Terreur rouge (Hongrie)
Le nom de terreur rouge (en hongrois : vörösterror) est donné à l'ensemble des actions de répression politique exercée par le régime de la république des conseils de Hongrie en 1919. Le nom fait référence à la terreur rouge russe, exercée au même moment par le régime soviétique dont le gouvernement communiste hongrois se réclamait directement.
Historique
Dès sa première réunion, les commissaires du Conseil révolutionnaire de gouvernement de la République des conseils décident la création de « tribunaux révolutionnaires » avec des juges choisis par le peuple[1]. Le tribunal révolutionnaire fait exécuter environ 590 personnes, parmi lesquelles des individus accusés de « crimes contre la révolution »[2]. Une unité spéciale du gouvernement, la Troupe de terreur du Conseil révolutionnaire, dite familièrement « les Gars de Lénine » (Lenin fiuk, également traduit par Compagnons de Lénine) est fondée dans le but précis d'appliquer la répression et placée sous le commandement d'un ancien marin, József Czerny. Ce dernier se rapproche de Tibor Szamuely, commissaire aux affaires militaires et l'un des membres les plus radicaux du mouvement communiste hongrois.

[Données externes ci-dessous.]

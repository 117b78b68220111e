//! Quadrant population.
//!
//! The galaxy map stores only counts per quadrant; the sector layout is
//! rebuilt from scratch every time the Enterprise enters a region. Entity
//! placement draws uniformly from the remaining empty sectors.

use rand::Rng;

use crate::io::ScreenMap;
use crate::models::entity::{EnemyKind, EnemyShip, Enterprise, EntityAllocator};
use crate::models::errors::GameResult;
use crate::models::quadrant::Quadrant;
use crate::models::sector::SectorKind;

/// What the galaxy map knows about one quadrant: counts only, no layout.
#[derive(Debug, Clone, Copy, Default)]
pub struct QuadrantSummary {
    pub klingons: i32,
    pub commanders: i32,
    pub super_commanders: i32,
    pub starbases: i32,
    pub stars: i32,
    pub has_planet: bool,
}

/// A freshly populated sector grid plus the hostile ships placed in it.
#[derive(Debug)]
pub struct PopulatedQuadrant {
    pub quadrant: Quadrant,
    pub enemies: Vec<EnemyShip>,
}

/// Build the sector grid for a quadrant the Enterprise just entered.
///
/// The Enterprise keeps its sector from before the transition; everything
/// else lands on a random empty sector. Fails with `NoEmptySector` only if
/// the summary asks for more entities than the grid holds.
pub fn populate<R: Rng>(
    summary: &QuadrantSummary,
    enterprise: &mut Enterprise,
    allocator: &mut EntityAllocator,
    screen: &dyn ScreenMap,
    rng: &mut R,
) -> GameResult<PopulatedQuadrant> {
    let mut quadrant = Quadrant::new();

    quadrant.occupy(enterprise.sector, SectorKind::Enterprise, enterprise.id)?;
    enterprise.screen_position = screen.screen_position(enterprise.sector);
    enterprise.destination = None;

    let mut enemies = Vec::new();
    let hostile_classes = [
        (EnemyKind::Klingon, summary.klingons),
        (EnemyKind::Commander, summary.commanders),
        (EnemyKind::SuperCommander, summary.super_commanders),
    ];
    for (kind, count) in hostile_classes {
        for _ in 0..count {
            let sector = quadrant.random_empty_sector(rng)?;
            let mut ship = EnemyShip::new(allocator.allocate(), kind, sector);
            quadrant.occupy(sector, kind.sector_kind(), ship.id)?;
            ship.screen_position = screen.screen_position(sector);
            enemies.push(ship);
        }
    }

    for _ in 0..summary.starbases {
        let sector = quadrant.random_empty_sector(rng)?;
        quadrant.occupy(sector, SectorKind::Starbase, allocator.allocate())?;
    }

    for _ in 0..summary.stars {
        let sector = quadrant.random_empty_sector(rng)?;
        quadrant.occupy(sector, SectorKind::Star, allocator.allocate())?;
    }

    if summary.has_planet {
        let sector = quadrant.random_empty_sector(rng)?;
        quadrant.occupy(sector, SectorKind::Planet, allocator.allocate())?;
    }

    Ok(PopulatedQuadrant { quadrant, enemies })
}
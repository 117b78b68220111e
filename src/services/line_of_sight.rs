//! Line-of-sight resolution against screen-space obstacle footprints.
//!
//! The travel path is a segment in continuous screen space; an obstacle
//! blocks it if the segment passes within the obstacle's circular
//! footprint. When several obstacles intersect, the one whose entry point
//! lies nearest the start wins — deterministic regardless of iteration
//! order.

use glam::Vec2;

use crate::models::entity::EntityId;

/// One obstacle sprite's screen-space footprint.
#[derive(Debug, Clone, Copy)]
pub struct Obstacle {
    pub id: EntityId,
    pub center: Vec2,
    pub radius: f32,
}

/// The first obstruction along a segment.
#[derive(Debug, Clone, Copy)]
pub struct Blocker {
    pub id: EntityId,
    /// Where the segment enters the obstacle footprint.
    pub point: Vec2,
    /// Distance from the segment start to the entry point.
    pub distance: f32,
}

/// Resolve the segment from `start` to `end` against the obstacle set.
/// Returns `None` when the path is clear.
pub fn resolve(start: Vec2, end: Vec2, obstacles: &[Obstacle]) -> Option<Blocker> {
    let segment = end - start;
    let length_sq = segment.length_squared();

    let mut nearest: Option<Blocker> = None;
    for obstacle in obstacles {
        let Some(distance) = entry_distance(start, segment, length_sq, obstacle) else {
            continue;
        };
        if nearest.map_or(true, |b| distance < b.distance) {
            let direction = if length_sq > 0.0 {
                segment / length_sq.sqrt()
            } else {
                Vec2::ZERO
            };
            nearest = Some(Blocker {
                id: obstacle.id,
                point: start + direction * distance,
                distance,
            });
        }
    }
    nearest
}

/// Distance from `start` to where the segment first enters the obstacle's
/// footprint, or `None` if the segment clears it.
fn entry_distance(start: Vec2, segment: Vec2, length_sq: f32, obstacle: &Obstacle) -> Option<f32> {
    let to_center = obstacle.center - start;

    // Degenerate segment: blocked only if the start itself is inside.
    if length_sq == 0.0 {
        return (to_center.length() <= obstacle.radius).then_some(0.0);
    }

    let t = (to_center.dot(segment) / length_sq).clamp(0.0, 1.0);
    let closest = start + segment * t;
    let gap = closest.distance(obstacle.center);
    if gap > obstacle.radius {
        return None;
    }

    // Back up from the closest approach to the circle's entry point.
    let length = length_sq.sqrt();
    let chord = (obstacle.radius * obstacle.radius - gap * gap).sqrt();
    Some((t * length - chord).max(0.0))
}

#[cfg(test)]
mod tests {
    use super::*;
    use crate::models::entity::EntityId;

    fn obstacle(raw: u32, x: f32, y: f32, radius: f32) -> Obstacle {
        Obstacle {
            id: EntityId::test_id(raw),
            center: Vec2::new(x, y),
            radius,
        }
    }

    #[test]
    fn segment_through_center_is_blocked() {
        let hit = resolve(
            Vec2::new(0.0, 0.0),
            Vec2::new(700.0, 700.0),
            &[obstacle(1, 350.0, 350.0, 40.0)],
        );
        let blocker = hit.expect("obstacle on the diagonal must block");
        assert_eq!(blocker.id, EntityId::test_id(1));
        // Entry point is one radius short of the center.
        let center_distance = Vec2::new(350.0, 350.0).length();
        assert!((blocker.distance - (center_distance - 40.0)).abs() < 1e-3);
    }

    #[test]
    fn offset_obstacle_clears() {
        let hit = resolve(
            Vec2::new(0.0, 0.0),
            Vec2::new(700.0, 700.0),
            &[obstacle(1, 350.0, 600.0, 40.0)],
        );
        assert!(hit.is_none());
    }

    #[test]
    fn grazing_inside_the_radius_blocks() {
        // Horizontal segment at y=0; obstacle center 30 above, radius 40.
        let hit = resolve(
            Vec2::new(0.0, 0.0),
            Vec2::new(500.0, 0.0),
            &[obstacle(1, 250.0, 30.0, 40.0)],
        );
        assert!(hit.is_some());
    }

    #[test]
    fn obstacle_behind_the_start_does_not_block() {
        let hit = resolve(
            Vec2::new(100.0, 0.0),
            Vec2::new(500.0, 0.0),
            &[obstacle(1, 20.0, 0.0, 40.0)],
        );
        assert!(hit.is_none());
    }

    #[test]
    fn obstacle_beyond_the_end_does_not_block() {
        let hit = resolve(
            Vec2::new(0.0, 0.0),
            Vec2::new(100.0, 0.0),
            &[obstacle(1, 300.0, 0.0, 40.0)],
        );
        assert!(hit.is_none());
    }

    #[test]
    fn nearest_to_start_wins_regardless_of_order() {
        let near = obstacle(1, 200.0, 0.0, 40.0);
        let far = obstacle(2, 400.0, 0.0, 40.0);
        let start = Vec2::new(0.0, 0.0);
        let end = Vec2::new(600.0, 0.0);

        let forward = resolve(start, end, &[near, far]).unwrap();
        let reversed = resolve(start, end, &[far, near]).unwrap();
        assert_eq!(forward.id, EntityId::test_id(1));
        assert_eq!(reversed.id, EntityId::test_id(1));
        assert!((forward.distance - reversed.distance).abs() < 1e-6);
    }

    #[test]
    fn start_inside_an_obstacle_reports_zero_distance() {
        let hit = resolve(
            Vec2::new(200.0, 0.0),
            Vec2::new(500.0, 0.0),
            &[obstacle(1, 210.0, 0.0, 40.0)],
        )
        .unwrap();
        assert_eq!(hit.distance, 0.0);
    }

    #[test]
    fn empty_obstacle_set_is_always_clear() {
        assert!(resolve(Vec2::ZERO, Vec2::new(700.0, 700.0), &[]).is_none());
    }
}
//! Records of the server-side module registry (`ir.module.module`).

use serde::{Deserialize, Deserializer, Serialize, Serializer};

/// Installation state as reported by the module registry.
///
/// States this client does not know collapse into [`ModuleState::Unknown`]
/// rather than failing deserialization; newer servers grow states.
#[derive(Debug, Clone, Copy, PartialEq, Eq)]
pub enum ModuleState {
    Installed,
    Uninstalled,
    ToInstall,
    ToUpgrade,
    ToRemove,
    Unknown,
}

impl ModuleState {
    pub fn is_installed(self) -> bool {
        matches!(self, ModuleState::Installed)
    }

    /// Wire name of this state.
    pub fn as_str(self) -> &'static str {
        match self {
            ModuleState::Installed => "installed",
            ModuleState::Uninstalled => "uninstalled",
            ModuleState::ToInstall => "to install",
            ModuleState::ToUpgrade => "to upgrade",
            ModuleState::ToRemove => "to remove",
            ModuleState::Unknown => "unknown",
        }
    }

    fn parse(state: &str) -> Self {
        match state {
            "installed" => ModuleState::Installed,
            "uninstalled" => ModuleState::Uninstalled,
            "to install" => ModuleState::ToInstall,
            "to upgrade" => ModuleState::ToUpgrade,
            "to remove" => ModuleState::ToRemove,
            _ => ModuleState::Unknown,
        }
    }
}

impl std::fmt::Display for ModuleState {
    fn fmt(&self, f: &mut std::fmt::Formatter<'_>) -> std::fmt::Result {
        f.write_str(self.as_str())
    }
}

impl Serialize for ModuleState {
    fn serialize<S>(&self, serializer: S) -> Result<S::Ok, S::Error>
    where
        S: Serializer,
    {
        serializer.serialize_str(self.as_str())
    }
}

impl<'de> Deserialize<'de> for ModuleState {
    fn deserialize<D>(deserializer: D) -> Result<Self, D::Error>
    where
        D: Deserializer<'de>,
    {
        let state = String::deserialize(deserializer)?;
        Ok(ModuleState::parse(&state))
    }
}

/// One row of a `search_read` over `ir.module.module`.
#[derive(Debug, Clone, Serialize, Deserialize)]
pub struct ModuleRecord {
    pub name: String,
    pub state: ModuleState,
    /// Version of the installed module. Odoo reports `false` instead of
    /// null when nothing is installed, so deserialization must tolerate it.
    #[serde(default, deserialize_with = "version_or_false")]
    pub installed_version: Option<String>,
}

fn version_or_false<'de, D>(deserializer: D) -> Result<Option<String>, D::Error>
where
    D: Deserializer<'de>,
{
    let value = serde_json::Value::deserialize(deserializer)?;
    Ok(match value {
        serde_json::Value::String(version) => Some(version),
        _ => None,
    })
}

La politique de terreur rouge est menée par le gouvernement révolutionnaire hongrois pour faire face au mécontentement grandissant de la population, dû à la pénurie, et à l'opposition politique incarnée par le gouvernement contre-révolutionnaire basé à Szeged[3]. La répression est également menée dans les villes reprises à la Tchécoslovaquie et au royaume de Roumanie lors de l'avance de l'Armée rouge hongroise. Tibor Szamuely, dans un train réquisitionné et à la tête d'une vingtaine de « Gars de Lénine », se rend à Szolnok, tout juste reprise par les troupes hongroises, et y fait exécuter plusieurs notables accusés de collaboration avec les Roumains. Au cours de ses déplacements à travers le pays, Szamuely fait entre autres pendre des paysans opposés aux mesures de collectivisation[4]. La violence est également utilisée contre le clergé, et pour réquisitionner le grain des paysans[2]. Avec la montée du mécontentement et l'aggravation de la situation militaire, le régime en vient à utiliser la propagande antisémite, bien que la plupart de ses cadres aient été eux-mêmes d'origines juive[5] : une affiche dénonce les Juifs refusant de partir au front et proclame « Exterminez-les s'ils ne veulent pas donner leur vie à la cause sacrée du prolétariat ! ». Béla Kun fait rafler cinq mille juifs polonais venus tenter de se ravitailler en Hongrie[4].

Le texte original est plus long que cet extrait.